One thing Gumbo could not say was that the same contract he is now in a hurry to give to the Chinese firms at more than three-fold the original cost was recently wrestled from a consortium of local construction firms that had won the tender to dualise the road for a bid of US$883 million.
Had the government not interfered with the consortium, the project could have been completed more than 10 years ago.
Gumbo also could not tell anyone that this time around, the project did not go through the normal tendering process.
Just a few days after Gumbo’s announcement, it emerged that the favoured contractor CHEC is currently under a World Bank ban for tender- rigging and fraud.
The Beitbridge-Harare-Chirundu highway dualisation project is just but one of the key infrastructure projects that the Government of Zimbabwe is suddenly in a hurry to implement that the standard tendering processes appear to be cumbersome.

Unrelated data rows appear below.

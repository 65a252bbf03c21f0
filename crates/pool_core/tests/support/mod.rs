//! Shared setup for the integration suites.
#![allow(dead_code)]

use pool_core::entities::RideRequest;
use pool_core::service::{BookingOutcome, PoolService};
use pool_core::store::MemoryStore;
use pool_core::test_helpers::{booking_from_hub, nearby_drop, test_service};

/// A service with the standard five-cab roster.
pub fn seeded_service() -> PoolService<MemoryStore> {
    test_service(5)
}

/// A seeded service with one confirmed passenger already in a forming
/// group: two seats, one luggage item, 3 km tolerance, drop at
/// [`nearby_drop`].
pub fn service_with_first_passenger() -> (PoolService<MemoryStore>, RideRequest) {
    let service = seeded_service();
    let mut booking = booking_from_hub(nearby_drop());
    booking.seats_required = 2;
    booking.detour_tolerance_km = 3.0;
    let BookingOutcome { request, .. } = service.book(booking).expect("first booking");
    (service, request)
}
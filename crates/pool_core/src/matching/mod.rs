pub mod algorithm;
pub mod best_fit;
pub mod first_fit;
pub mod types;

pub use algorithm::GroupMatching;
pub use best_fit::BestFitMatching;
pub use first_fit::FirstFitMatching;
pub use types::{GroupCandidate, MatchDecision, MatchRequest, PassengerStop};
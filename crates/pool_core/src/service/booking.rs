//! The booking transaction: match, occupy or create, price, confirm.

use log::debug;

use crate::entities::{BookingRequest, RequestStatus};
use crate::error::DomainError;
use crate::matching::{GroupCandidate, MatchRequest, PassengerStop};
use crate::pricing::{calculate_fare, FareInputs};
use crate::spatial::distance_km;
use crate::store::{NewRequest, Store, StoreTxn};

use super::{BookingOutcome, PoolService};

impl<S: Store> PoolService<S> {
    /// Book one passenger inside one store transaction: join the cheapest
    /// feasible forming group or open a new one, price the outcome, and
    /// insert the request as `CONFIRMED`.
    ///
    /// # Errors
    ///
    /// * [`DomainError::Validation`] when the payload breaks a core
    ///   invariant (checked before any store access).
    /// * [`DomainError::SeatConflict`] when the chosen group lost its
    ///   headroom to a concurrent booking; the caller may retry.
    /// * [`DomainError::NoAvailableCab`] when a new group is needed but no
    ///   active cab exists.
    pub fn book(&self, booking: BookingRequest) -> Result<BookingOutcome, DomainError> {
        self.validate(&booking)?;

        let mut txn = self.store.begin()?;

        // Snapshot every forming group in this direction together with the
        // confirmed passengers whose tolerances constrain the detour.
        let groups = txn.forming_groups(booking.direction)?;
        let mut candidates = Vec::with_capacity(groups.len());
        for group in &groups {
            let cab = txn
                .cab(group.cab_id)?
                .ok_or(DomainError::CabNotFound(group.cab_id))?;
            let passengers = txn
                .confirmed_requests(group.id)?
                .iter()
                .map(|passenger| PassengerStop {
                    stop: passenger.route_stop(),
                    detour_tolerance_km: passenger.detour_tolerance_km,
                })
                .collect();
            candidates.push(GroupCandidate {
                group_id: group.id,
                seats_used: group.seats_used,
                luggage_used: group.luggage_used,
                seat_capacity: cab.seat_capacity,
                luggage_capacity: cab.luggage_capacity,
                passengers,
            });
        }

        let match_request = MatchRequest {
            pickup: booking.pickup,
            stop: booking.route_stop(),
            seats_required: booking.seats_required,
            luggage_count: booking.luggage_count,
            detour_tolerance_km: booking.detour_tolerance_km,
        };
        let decision = self
            .matcher
            .select_group(&match_request, &candidates, &self.params);

        let (group, extra_km, joined) = match decision {
            Some(decision) => {
                let candidate = candidates
                    .iter()
                    .find(|candidate| candidate.group_id == decision.group_id)
                    .ok_or(DomainError::GroupNotFound(decision.group_id))?;
                let Some(group) = txn.try_occupy(
                    decision.group_id,
                    booking.seats_required,
                    booking.luggage_count,
                    candidate.seat_capacity,
                    candidate.luggage_capacity,
                )?
                else {
                    self.telemetry.record_seat_conflict();
                    return Err(DomainError::SeatConflict(decision.group_id));
                };
                debug!(
                    "booking joins group {} (extra {:.3} km)",
                    group.id, decision.extra_km
                );
                (group, decision.extra_km, true)
            }
            None => {
                let cab = txn.first_active_cab()?.ok_or(DomainError::NoAvailableCab)?;
                let group = txn.insert_group(
                    cab.id,
                    booking.direction,
                    booking.seats_required,
                    booking.luggage_count,
                )?;
                debug!("booking opens group {} on cab {}", group.id, cab.id);
                (group, 0.0, false)
            }
        };

        // Demand counts read in the same transaction, after the group
        // update, so surge sees the state this booking created.
        let forming_groups = txn.count_forming_groups()?;
        let active_cabs = txn.count_active_cabs()?;
        let fare = calculate_fare(
            &self.params.pricing,
            &FareInputs {
                hub_distance_km: distance_km(self.params.hub, booking.route_stop()),
                extra_km,
                passenger_count: group.seats_used,
                forming_groups,
                active_cabs,
            },
        );

        let request = txn.insert_request(NewRequest {
            booking,
            group_id: group.id,
            fare,
            status: RequestStatus::Confirmed,
        })?;
        txn.commit()?;

        if joined {
            self.telemetry.record_join();
        } else {
            self.telemetry.record_new_group();
        }
        Ok(BookingOutcome { request, fare })
    }

    /// The cheap invariants the core arithmetic depends on. Full field
    /// validation belongs to the API collaborator; this guard only keeps
    /// `NaN` and impossible demands out of the matching and pricing paths.
    fn validate(&self, booking: &BookingRequest) -> Result<(), DomainError> {
        if !booking.pickup.is_finite() || !booking.drop.is_finite() {
            return Err(DomainError::Validation(
                "pickup and drop coordinates must be finite".to_string(),
            ));
        }
        if booking.seats_required == 0 || booking.seats_required > self.params.seat_capacity {
            return Err(DomainError::Validation(format!(
                "seats_required must be between 1 and {}",
                self.params.seat_capacity
            )));
        }
        if booking.luggage_count > self.params.luggage_capacity {
            return Err(DomainError::Validation(format!(
                "luggage_count must be at most {}",
                self.params.luggage_capacity
            )));
        }
        if !booking.detour_tolerance_km.is_finite() || booking.detour_tolerance_km < 0.0 {
            return Err(DomainError::Validation(
                "detour_tolerance_km must be a non-negative finite number".to_string(),
            ));
        }
        Ok(())
    }
}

As if the country is at war, only a few government mandarins have of late been arrogating themselves the right to decide what is best for the country, even in decisions with far-reaching effects.
This way, tenders for major infrastructure projects such as power generation, dam construction; airport upgrading; road and rail construction and rehabilitation, among others are secretly dished out without the public knowing how the winning companies would have been chosen.
Only in February this year, the Ministry of Local Government, Public Works and National Housing announced that is was partnering with China Communications Construction Company Limited (CCCC) for the construction of the Harare Drive South Ring Road, a massive project that involves the construction of a 27,1 km stretch of tarred road consisting of four lanes with a width of 31m, six underpasses, seven bridges and two vehicle bridges.
The ministry did not say how much the project would cost, or how CCCC had been selected to do the job.
A 2013 research conducted by Paul Collier from the Centre for the Study of African Economies at Oxford University, through the assistance of researchers from two other universities on the cost of infrastructure development in developing countries, cited corruption as the number one problem.
The report said in some cases, bidders actually offer officials who are in position to influence the outcome of the biding process anything up to 15 percent of the project value in kick-backs, amounts of money that could be too tempting to resist.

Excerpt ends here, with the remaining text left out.